Please output the data below exactly as given, starting at its first line and stopping after the line that contains "2xx body to".

INFORMATION SUPPLIED section start

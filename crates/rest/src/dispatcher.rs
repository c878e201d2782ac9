// -------------------------------------------------------------------------------------------------
//  Copyright (C) 2015-2025 Nautech Systems Pty Ltd. All rights reserved.
//  https://nautechsystems.io
//
//  Licensed under the GNU Lesser General Public License Version 3.0 (the "License");
//  You may not use this file except in compliance with the License.
//  You may obtain a copy of the License at https://www.gnu.org/licenses/lgpl-3.0.en.html
//
//  Unless required by applicable law or agreed to in writing, software
//  distributed under the License is distributed on an "AS IS" BASIS,
//  WITHOUT WARRANTIES OR CONDITIONS OF ANY KIND, either express or implied.
//  See the License for the specific language governing permissions and
//  limitations under the License.
// -------------------------------------------------------------------------------------------------

//! Sends one signed HTTP request and classifies the outcome.
//!
//! [`HttpDispatcher`] never retries. [`HttpDispatcher::execute`] returns the response of any
//! completed exchange; [`HttpDispatcher::dispatch`] additionally escalates non-2xx statuses to
//! [`RestError::HttpStatus`] and failures embedded in a 2xx body to
//! [`RestError::ExchangeBusiness`].

use std::{collections::HashMap, sync::Arc};

use kestrel_core::time::AtomicNonce;
use kestrel_network::http::{HttpClient, StatusCode};
use serde::de::DeserializeOwned;
use serde_json::Value;

use crate::{
    credential::Credential,
    error::RestError,
    request::{RequestSpec, SignedRequest},
    response::{ApiBody, ApiResponse, ResponseValidator},
    signer::RequestSigner,
};

/// Dispatches requests against one base URL with one credential.
#[derive(Debug, Clone)]
pub struct HttpDispatcher {
    base_url: String,
    client: HttpClient,
    credential: Option<Credential>,
    signer: Arc<dyn RequestSigner>,
    validator: Arc<dyn ResponseValidator>,
    nonce: Arc<AtomicNonce>,
}

impl HttpDispatcher {
    /// Creates a new [`HttpDispatcher`] with its own nonce clock.
    #[must_use]
    pub fn new(
        base_url: impl Into<String>,
        client: HttpClient,
        credential: Option<Credential>,
        signer: Arc<dyn RequestSigner>,
        validator: Arc<dyn ResponseValidator>,
    ) -> Self {
        Self {
            base_url: base_url.into().trim_end_matches('/').to_string(),
            client,
            credential,
            signer,
            validator,
            nonce: Arc::new(AtomicNonce::new()),
        }
    }

    /// Returns this dispatcher sharing the given nonce clock.
    #[must_use]
    pub fn with_nonce(mut self, nonce: Arc<AtomicNonce>) -> Self {
        self.nonce = nonce;
        self
    }

    /// Returns the base URL.
    #[must_use]
    pub fn base_url(&self) -> &str {
        &self.base_url
    }

    /// Returns the credential, if any.
    #[must_use]
    pub const fn credential(&self) -> Option<&Credential> {
        self.credential.as_ref()
    }

    /// Returns true if a credential is configured.
    #[must_use]
    pub const fn has_credential(&self) -> bool {
        self.credential.is_some()
    }

    /// Returns the nonce clock shared by signed requests.
    #[must_use]
    pub fn nonce(&self) -> Arc<AtomicNonce> {
        Arc::clone(&self.nonce)
    }

    /// Encodes `spec` and signs it when it requires authentication.
    ///
    /// # Errors
    ///
    /// Returns [`RestError::Configuration`] if authentication is required but no credential is
    /// configured, or any error raised while encoding or signing.
    pub fn sign(&self, spec: &RequestSpec) -> Result<SignedRequest, RestError> {
        let prepared = spec.prepare()?;

        if !spec.requires_auth {
            return Ok(SignedRequest::unsigned(prepared));
        }

        let credential = self.credential.as_ref().ok_or_else(|| {
            RestError::Configuration(format!(
                "missing credentials for authenticated request {} {}",
                spec.method, spec.path
            ))
        })?;

        self.signer.sign(credential, prepared, self.nonce.next())
    }

    /// Sends `spec` once and returns the response of any completed exchange, including non-2xx.
    ///
    /// # Errors
    ///
    /// Returns [`RestError::Transport`] if the request does not complete,
    /// [`RestError::Configuration`] if the URL or headers cannot be built, or any error raised
    /// while encoding or signing.
    pub async fn execute(&self, spec: &RequestSpec) -> Result<ApiResponse, RestError> {
        let signed = self.sign(spec)?;
        let request = &signed.request;
        let url = format!("{}{}", self.base_url, request.path_with_query());

        let mut headers: HashMap<String, String> = signed.headers.clone();
        if request.body.is_some() {
            headers
                .entry("Content-Type".to_string())
                .or_insert_with(|| "application/json".to_string());
        }

        tracing::debug!(
            method = %request.method,
            path = %request.path,
            signed = signed.is_signed(),
            "Sending request"
        );

        let response = self
            .client
            .request(
                request.method.clone(),
                &url,
                Some(headers),
                request.body.clone().map(String::into_bytes),
                request.timeout_secs,
            )
            .await?;

        let status = response.status.as_u16();
        tracing::debug!(status, path = %request.path, "Received response");

        Ok(ApiResponse {
            status,
            reason: reason_phrase(response.status),
            headers: response.headers,
            body: ApiBody::parse(&response.body),
        })
    }

    /// Sends `spec` once and returns the JSON body of a successful response.
    ///
    /// An empty 2xx body is returned as `null`.
    ///
    /// # Errors
    ///
    /// Returns:
    /// - [`RestError::HttpStatus`] for a non-2xx status.
    /// - [`RestError::ExchangeBusiness`] when the validator detects a failure in a 2xx body.
    /// - [`RestError::Serialization`] when a 2xx body is not JSON.
    /// - Any error from [`Self::execute`].
    pub async fn dispatch(&self, spec: &RequestSpec) -> Result<Value, RestError> {
        let response = self.execute(spec).await?;

        if !response.is_success() {
            return Err(RestError::HttpStatus {
                status: response.status,
                reason: response.reason,
                body: response.body,
            });
        }

        let value = match response.body {
            ApiBody::Json(value) => value,
            ApiBody::Text(text) if text.trim().is_empty() => Value::Null,
            ApiBody::Text(text) => {
                return Err(RestError::Serialization(format!(
                    "expected JSON response body, received: {text}"
                )));
            }
        };

        if let Some(error) = self.validator.check(&value) {
            tracing::debug!(code = ?error.code, path = %spec.path, "Exchange rejected request");
            return Err(error.into());
        }

        Ok(value)
    }

    /// Sends `spec` once and deserializes the JSON body of a successful response into `T`.
    ///
    /// # Errors
    ///
    /// Returns any error from [`Self::dispatch`], or [`RestError::Serialization`] if the body does
    /// not match `T`.
    pub async fn dispatch_json<T: DeserializeOwned>(
        &self,
        spec: &RequestSpec,
    ) -> Result<T, RestError> {
        let value = self.dispatch(spec).await?;
        Ok(serde_json::from_value(value)?)
    }
}

fn reason_phrase(status: StatusCode) -> String {
    status.canonical_reason().unwrap_or("Unknown").to_string()
}
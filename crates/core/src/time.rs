// -------------------------------------------------------------------------------------------------
//  Copyright (C) 2015-2025 Nautech Systems Pty Ltd. All rights reserved.
//  https://nautechsystems.io
//
//  Licensed under the GNU Lesser General Public License Version 3.0 (the "License");
//  You may not use this file except in compliance with the License.
//  You may obtain a copy of the License at https://www.gnu.org/licenses/lgpl-3.0.en.html
//
//  Unless required by applicable law or agreed to in writing, software
//  distributed under the License is distributed on an "AS IS" BASIS,
//  WITHOUT WARRANTIES OR CONDITIONS OF ANY KIND, either express or implied.
//  See the License for the specific language governing permissions and
//  limitations under the License.
// -------------------------------------------------------------------------------------------------

//! A monotonic nonce clock for signed requests.
//!
//! Exchanges reject signed requests whose nonce or timestamp does not increase. Reading the
//! wall clock directly is not enough: it can step backwards under NTP adjustment, and two calls
//! within the same millisecond read the same value. [`AtomicNonce`] anchors itself to the wall
//! clock once, advances with a monotonic [`Instant`], and hands out values with
//! `max(now, last + 1)` semantics so every call observes a strictly larger value.

use std::{
    sync::atomic::{AtomicU64, Ordering},
    time::{Instant, SystemTime, UNIX_EPOCH},
};

/// Returns the current wall-clock time as milliseconds since the UNIX epoch.
///
/// Falls back to zero if the system clock is set before the epoch.
#[must_use]
pub fn unix_millis_now() -> u64 {
    SystemTime::now()
        .duration_since(UNIX_EPOCH)
        .map_or(0, |d| u64::try_from(d.as_millis()).unwrap_or(u64::MAX))
}

/// A thread-safe, strictly increasing millisecond nonce source.
#[derive(Debug)]
pub struct AtomicNonce {
    anchor_ms: u64,
    anchor: Instant,
    last: AtomicU64,
}

impl AtomicNonce {
    /// Creates a new [`AtomicNonce`] anchored to the current wall-clock time.
    #[must_use]
    pub fn new() -> Self {
        Self::with_anchor(unix_millis_now())
    }

    /// Creates a new [`AtomicNonce`] anchored to `anchor_ms` milliseconds since the UNIX epoch.
    #[must_use]
    pub fn with_anchor(anchor_ms: u64) -> Self {
        Self {
            anchor_ms,
            anchor: Instant::now(),
            last: AtomicU64::new(0),
        }
    }

    /// Returns the monotonic clock reading in milliseconds since the UNIX epoch.
    #[must_use]
    pub fn now_ms(&self) -> u64 {
        let elapsed = u64::try_from(self.anchor.elapsed().as_millis()).unwrap_or(u64::MAX);
        self.anchor_ms.saturating_add(elapsed)
    }

    /// Returns the next nonce, strictly greater than every value previously returned.
    #[must_use]
    pub fn next(&self) -> u64 {
        let now = self.now_ms();
        let previous = self
            .last
            .fetch_update(Ordering::AcqRel, Ordering::Acquire, |last| {
                Some(now.max(last.saturating_add(1)))
            })
            .unwrap_or_else(|v| v);
        now.max(previous.saturating_add(1))
    }

    /// Returns the last nonce handed out, or zero if none has been issued.
    #[must_use]
    pub fn last(&self) -> u64 {
        self.last.load(Ordering::Acquire)
    }
}

impl Default for AtomicNonce {
    fn default() -> Self {
        Self::new()
    }
}

////////////////////////////////////////////////////////////////////////////////
// Tests
////////////////////////////////////////////////////////////////////////////////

INFORMATION SUPPLIED section end

#### [EXERCISE RESPONSE]
filename crates/rest/src/dispatcher.rs
repository c878e201d2782ac9
// -------------------------------------------------------------------------------------------------
//  Copyright (C) 2015-2025 Nautech Systems Pty Ltd. All rights reserved.
//  https://nautechsystems.io
//
//  Licensed under the GNU Lesser General Public License Version 3.0 (the "License");
//  You may not use this file except in compliance with the License.
//  You may obtain a copy of the License at https://www.gnu.org/licenses/lgpl-3.0.en.html
//
//  Unless required by applicable law or agreed to in writing, software
//  distributed under the License is distributed on an "AS IS" BASIS,
//  WITHOUT WARRANTIES OR CONDITIONS OF ANY KIND, either express or implied.
//  See the License for the specific language governing permissions and
//  limitations under the License.
// -------------------------------------------------------------------------------------------------

//! Sends one signed HTTP request and classifies the outcome.
//!
//! [`HttpDispatcher`] never retries. [`HttpDispatcher::execute`] returns the response of any
//! completed exchange; [`HttpDispatcher::dispatch`] additionally escalates non-2xx statuses to
//! [`RestError::HttpStatus`] and failures embedded in a 2xx body to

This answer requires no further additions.